Fiction Reviews


From Darkest Skies

(2017) Sam Peters, Gollancz, £12.99, hrdbk, 320pp, ISBN 978-1-473-21475-0

 

It is one and a half centuries since the enigmatic aliens known as The Masters suddenly left the Solar System leaving behind some unfathomable technology that refuses to be reverse engineered and many unanswered questions.

Agent Keona (Keys) Rause, still mourning his murdered wife Laura after five years, is working on Earth, seconded from his home (colony) world of Magenta. Much of his earnings over this time have gone into creating an artificial intelligence (AI) loaded with all the information, state records, personal photographs, blog records and so forth. The AI he calls Liss can be downloaded into robotic android shells and mechanical servants or reside in his home's computer system.

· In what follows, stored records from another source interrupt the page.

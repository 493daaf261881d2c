//! Common types used across the SpiritEx client library.

pub mod common;

pub use common::*;
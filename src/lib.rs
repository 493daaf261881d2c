//! # SpiritEx Client
//!
//! An async Rust client library for the SpiritEx exchange HTTP API.
//!
//! ## Features
//!
//! - Every endpoint of the exchange, grouped by resource
//! - Password sign-in or host-delegated identity
//! - Global and per-call result callbacks
//! - One request per call: no retries, no queueing, no caching
//!
//! ## Quick Start
//!
//! ```rust,no_run
//! use spiritex_client::ExchangeClient;
//!
//! #[tokio::main]
//! async fn main() -> Result<(), Box<dyn std::error::Error>> {
//!     let client = ExchangeClient::builder("https://exchange.example.com/api").build();
//!     let info = client.server().get_server_info(None).await?;
//!     println!("Server info: {:?}", info);
//!     Ok(())
//! }
//! ```

pub mod auth;
pub mod error;
pub mod rest;
pub mod types;

// Re-export commonly used types at crate root
pub use auth::User;
pub use error::{CommandError, ErrorKind, ExchangeError};
pub use rest::{CallOptions, Callback, ClientOptions, ExchangeClient, ExchangeClientBuilder};
pub use types::Identifier;

/// Result type alias using ExchangeError
pub type Result<T> = std::result::Result<T, ExchangeError>;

Now it is time for him to return to Magenta and his old job with the Magentan Investigation Bureau. Though it will mean smuggling Liss onto that world as AIs based on real people – even if the said people are deceased – is illegal , but Keona is out to find out more about his wife's death.

It will also mean re-adjusting back to Magenta's 1.4g and its unforgiving weather of almost relentless storms that rage for much of the time across the narrow equatorial belt, the only really habitable place on the planet.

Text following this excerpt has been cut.